The other day, I was talking to my sister Valerie, currently a high school senior, about her impending entrance into college. It turns out that Valerie is nervous about fitting into a liberalized institution of higher learning after being (in her words) trapped within the conservative confines of her parochial, all-Jewish high school.

“Remind me which college you are going to,” I asked her in a seemingly innocuous manner. “Skidmore,” she answered, somewhat perturbed. “Oh yes,” I responded, “a private liberal arts school in upstate New York. You’re right, it’ll be quite hard to find Jews up there.”

Unfortunately, she missed my sarcasm, and it’s not surprising. Perhaps her skepticism stemmed from when she visited UR earlier in the year during the Jewish holiday called Sukkot. Wikipedia tells us that as part of this holiday, “Jews are instructed to construct a temporary [hut-like] structure (called a “Sukkah”) in which to eat their meals, entertain guests, relax and even sleep.”

Needless to say, when my sister and I went to the sukkah with our kosher meals (that each cost more than the co-pay of my dental insurance), I was shocked to see a Douglass employee as the Sukkah’s only occupant. The employee, who had his legs up on the table and his hands behind his head, was doing nothing more than using his lunch break to catch a little shut-eye. However, upon hearing my sister and I enter, he immediately leaped to his feet and, after stammering his way through an apology, offered an explanation for his presence. “Two days ago, I helped build this hut and?.”

“It’s called a Sukkah,” my sister blurted out. “A suckit?” he replied apprehensively. “No, no, no,” my sister answered disappointingly, “it’s called a?.”

“It’s close enough, Valerie,” I said in a scornful tone. Then, directing my attention back at the employee, I nodded amiably in his direction thereby beckoning him to continue.

“So anyway,” he continued assertively, “ever since I finished building this here suckit, nobody’s been coming in here and it’s just been a shame. So today I’m standing outside and I’m looking at this suckit that I worked hard to build and I’m shocked that on such a beautiful day, people aren’t going in to eat lunch or to relax after class. Then I just figured that since no one else was using this beautiful suckit, I figured I’d pop in and?.” The employee suddenly cut himself off and lowered his head slightly before continuing, “But I do sincerely apologize. It was out of line for me to intrude on your suckit.”

“It’s your’s too you know,” my sister countered smugly. “What do you mean?” the employee retorted confusedly. Cutting in, I answered: “You built this sukkah, you eat meals here, you relax here, you sleep here, and right now you’re entertaining guests. You are a circumcision and a bar-mitzvah away from being Jewish.” The employee started chuckling to himself and replied, “then I guess I’m half-Jewish.”

Early this semester, somebody tried to convince me that Judaism is the predominant religion among undergraduate students in UR. Though I have trouble believing the factual accuracy of this claim, it certainly speaks to a fact that I will confirm-that there is a large Jewish community on campus.

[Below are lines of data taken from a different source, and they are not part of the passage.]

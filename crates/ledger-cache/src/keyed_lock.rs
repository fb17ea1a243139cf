//! Single-writer-per-key discipline (§4.2): while one executor holds a
//! balance for mutation, no other executor in this process may touch the
//! same cache entry. Concurrency across different balances is unbounded.

use std::sync::Arc;

use dashmap::DashMap;
use tokio::sync::{Mutex, OwnedMutexGuard};

#[derive(Default)]
pub struct KeyedLocks {
    locks: DashMap<String, Arc<Mutex<()>>>,
}

impl KeyedLocks {
    pub fn new() -> Self {
        Self::default()
    }

    /// Acquire the lock for `key`, creating it on first use. The returned
    /// guard serializes every other caller locking the same key; it has no
    /// effect on callers locking a different key.
    pub async fn lock(&self, key: &str) -> OwnedMutexGuard<()> {
        let mutex = self
            .locks
            .entry(key.to_string())
            .or_insert_with(|| Arc::new(Mutex::new(())))
            .clone();
        mutex.lock_owned().await
    }

    /// Lock multiple keys in a fixed, deterministic order (lexicographic on
    /// the caller-supplied keys) to avoid deadlocks across multi-key plans.
    pub async fn lock_many(&self, keys: &[String]) -> Vec<OwnedMutexGuard<()>> {
        let mut sorted = keys.to_vec();
        sorted.sort();
        sorted.dedup();
        let mut guards = Vec::with_capacity(sorted.len());
        for key in &sorted {
            guards.push(self.lock(key).await);
        }
        guards
    }
}

#[cfg(test)]
mod tests {
    use super::*;
    use std::sync::atomic::{AtomicU32, Ordering};

    #[tokio::test]
    async fn same_key_serializes() {
        let locks = Arc::new(KeyedLocks::new());
        let counter = Arc::new(AtomicU32::new(0));
        let max_concurrent = Arc::new(AtomicU32::new(0));

        let mut handles = Vec::new();
        for _ in 0..8 {
            let locks = locks.clone();
            let counter = counter.clone();
            let max_concurrent = max_concurrent.clone();
            handles.push(tokio::spawn(async move {
                let _guard = locks.lock("k").await;
                let now = counter.fetch_add(1, Ordering::SeqCst) + 1;
                max_concurrent.fetch_max(now, Ordering::SeqCst);
                tokio::time::sleep(std::time::Duration::from_millis(5)).await;
                counter.fetch_sub(1, Ordering::SeqCst);
            }));
        }
        for h in handles {
            h.await.unwrap();
        }
        assert_eq!(max_concurrent.load(Ordering::SeqCst), 1);
    }

    #[tokio::test]
    async fn lock_many_is_order_independent() {
        let locks = KeyedLocks::new();
        let a = vec!["b".to_string(), "a".to_string()];
        let b = vec!["a".to_string(), "b".to_string()];
        let g1 = locks.lock_many(&a).await;
        drop(g1);
        let _g2 = locks.lock_many(&b).await;
    }
}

Nevertheless, when I go to the Interfaith chapel on the Jewish high holidays, I am constantly disappointed to find less people then I would in an introductory science class the day after an exam.

The problem is that these students who purport themselves to be Jewish through political opinions and witty Hebrew-lettered T-shirts have abandoned the aspect of religion from their Jewish faith. But Judaism is just one of the various monotheistic religions that is observed by the large majority of students on campus.

Consequently, a common trend among all of these monotheistic religions is that a considerable subset of students have placed a greater emphasis on the cultural (rather than the religious) facet of their faith. Given the liberal atmosphere of our campus, perhaps this “culturization” of monotheistic religions is necessary in fostering an environment that encourages religious tolerance and discourse.

Nevertheless, it also provides the opportunity for certain people to take on a somewhat hypocritical attitude in regards to their perceived religious observance.

The next day, I was in line at the kosher deli at Douglass. Looking up, I saw the employee that I had recently befriended in the Sukkah.

“What can I get you?” the employee said to the student standing in front of me who, incidentally, was wearing a kippah (the ritual Jewish head covering). Turkey on rye was the robotic response. As the employee was handing the customer his sandwich, he said warmly, “Enjoy the sandwich and have a happy holiday of Sukkot.”

Upon hearing this, the Jewish customer excitedly turned to his friend and exclaimed, “I completely forgot that it’s Sukkot today! Now I have the perfect excuse to not show up to the rest of my classes.”

As I looked toward the employee with a dismayed look upon my face, he caught my glance and asked, “I didn’t call it suckit again, did I?”

Schwartz is a member of the class of 2007.